The Health, Labor and Welfare Ministry wants a bill to revise the Labor Standards Law ready by the end of the year so it can submit it to the next regular Diet session, in the new year. But at present, no one even knows when the Labor Policy Council will have its next meeting.

The government is proposing that high-earning white-collar workers no longer have regulated working hours. Under this system, people will not be able to claim overtime. This idea is being resisted by labor groups.

At a meeting sponsored by labor lawyers in Tokyo on June 25, one trade union executive said not regulating hours will make workers more vulnerable.

“We will be unable to expose overtime that violates the Labor Standards Law. It will also become extremely difficult to recognize death from overwork, as we will be unable to show the working hours.”

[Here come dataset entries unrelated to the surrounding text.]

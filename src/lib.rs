//! Hardware Abstraction Layer for the H2FMI NAND Flash Memory Interface
//! found on the S5L8920 family of SoCs
//!
//! The controller consists of two identical FMI buses, each addressing up
//! to 8 NAND dies through a chip-enable mask, with an inline AES/ECC path
//! and a pair of DMA channels per bus. This crate drives device
//! identification, geometry and timing derivation, and the multi-page
//! read engine, and exposes the NAND-device surface consumed by a
//! Virtual Flash Layer.
//!
//! # Hardware interface
//!
//! The crate binds to a platform through three traits:
//!
//! * [`FmiPeripheral`] — register block and clock gate of one FMI bus
//! * [`NandOs`] — monotonic microsecond time and cooperative yielding
//! * [`dma::DmaController`] — the CDMA engine that moves page data and
//!   applies the inline AES descriptor
//!
//! DMA completion interrupts are reported back through
//! [`dma::DmaEvents::complete`] from the platform's IRQ handler.
//!
//! # Usage
//!
//! Construct an [`H2fmi`] controller from the two bus peripherals and
//! identify the array:
//!
//! ```rust,ignore
//!     let mut nand = H2fmi::new([fmi0, fmi1], cdma, os, events);
//!     nand.init(&mut delay)?;
//!
//!     let bytes_per_page = nand.geometry().bytes_per_page;
//!     nand.read_single_page(0, 0, &mut page, Some(&mut meta), None, None, false)?;
//! ```
//!
//! ## License
//!
//! Licensed under either of
//!
//!  * Apache License, Version 2.0
//!    ([LICENSE-APACHE](LICENSE-APACHE) or http://www.apache.org/licenses/LICENSE-2.0)
//!  * MIT license
//!    ([LICENSE-MIT](LICENSE-MIT) or http://opensource.org/licenses/MIT)
//!
//! at your option.
#![no_std]
// rustc lints.
#![warn(
    bare_trait_objects,
    missing_copy_implementations,
    missing_debug_implementations,
    missing_docs,
    trivial_casts,
    trivial_numeric_casts,
    unused_extern_crates,
    unused_qualifications,
    unused_results
)]

#[macro_use]
mod macros;

pub mod ral;

mod devices;
pub use devices::{BoardId, ChipId, CHIP_COUNT, CHIP_ID_LENGTH};

mod timing;
pub use timing::TimingSetup;

mod geometry;
pub use geometry::NandGeometry;

pub mod dma;

mod aes;
pub use aes::AesDescriptor;

mod bus;

mod read;

mod controller;
pub use controller::{H2fmi, InfoKey, InitError, ReadError};

/// A trait for one FMI bus peripheral. Implement this to bind the driver
/// to a hardware platform. The register window behind [`register_block`]
/// must have the H2FMI layout described in [`ral::fmi`].
///
/// Both buses of the controller are instances of the same peripheral
/// type; each instance carries its own register window and clock gate.
///
/// [`register_block`]: FmiPeripheral::register_block
pub unsafe trait FmiPeripheral: Send {
    /// Pointer to this instance's register block
    fn register_block(&self) -> *const ();

    /// Switches the bus clock gate on
    fn enable(&mut self);

    /// Pulses the bus clock gate reset
    fn reset(&mut self);

    /// The frequency of the NAND interface clock, used to derive the
    /// timing register
    fn nand_clock_hz(&self) -> u32;
}

/// Cooperative scheduling and time services the driver suspends through.
///
/// The driver never sleeps; every wait is a poll loop that reads
/// [`microseconds`] and calls [`yield_now`] between iterations so other
/// tasks can run.
///
/// [`microseconds`]: NandOs::microseconds
/// [`yield_now`]: NandOs::yield_now
pub trait NandOs {
    /// Monotonic microsecond counter
    fn microseconds(&self) -> u64;

    /// Frequency of the timebase behind [`microseconds`], used to scale
    /// the long transfer deadlines
    ///
    /// [`microseconds`]: NandOs::microseconds
    fn timebase_hz(&self) -> u32;

    /// Gives up the processor to other runnable tasks
    fn yield_now(&self);
}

At the same time the ministry has upset business by suggesting an increase in overtime pay to 50 percent of a person’s wage from 25 percent, for overtime in excess of 30 hours a month. And this is upsetting business.

“The topic of an increase in the rate of overtime pay, which has rarely been discussed, suddenly came up. That is a helter-skelter method,” Takashi Kuriki, managing director of the Japanese Business Federation (Nippon Keidanren), said at a subcommittee meeting June 27.

One Labor Policy Council member representing labor said the ministry apparently hopes unions will agree to the new system by holding out the carrot of higher overtime pay.

“But (the basic plan) will legalize unpaid overtime, and the rate of increase will become meaningless,” he said.

“The increase to 50 percent for overtime pay is an international standard,” said Yuichiro Mizumachi, an assistant professor on labor law at the Social Science Institute of the University of Tokyo. “Although resistance by medium-size and small enterprises may be strong, it is a measure that will curb long working hours.”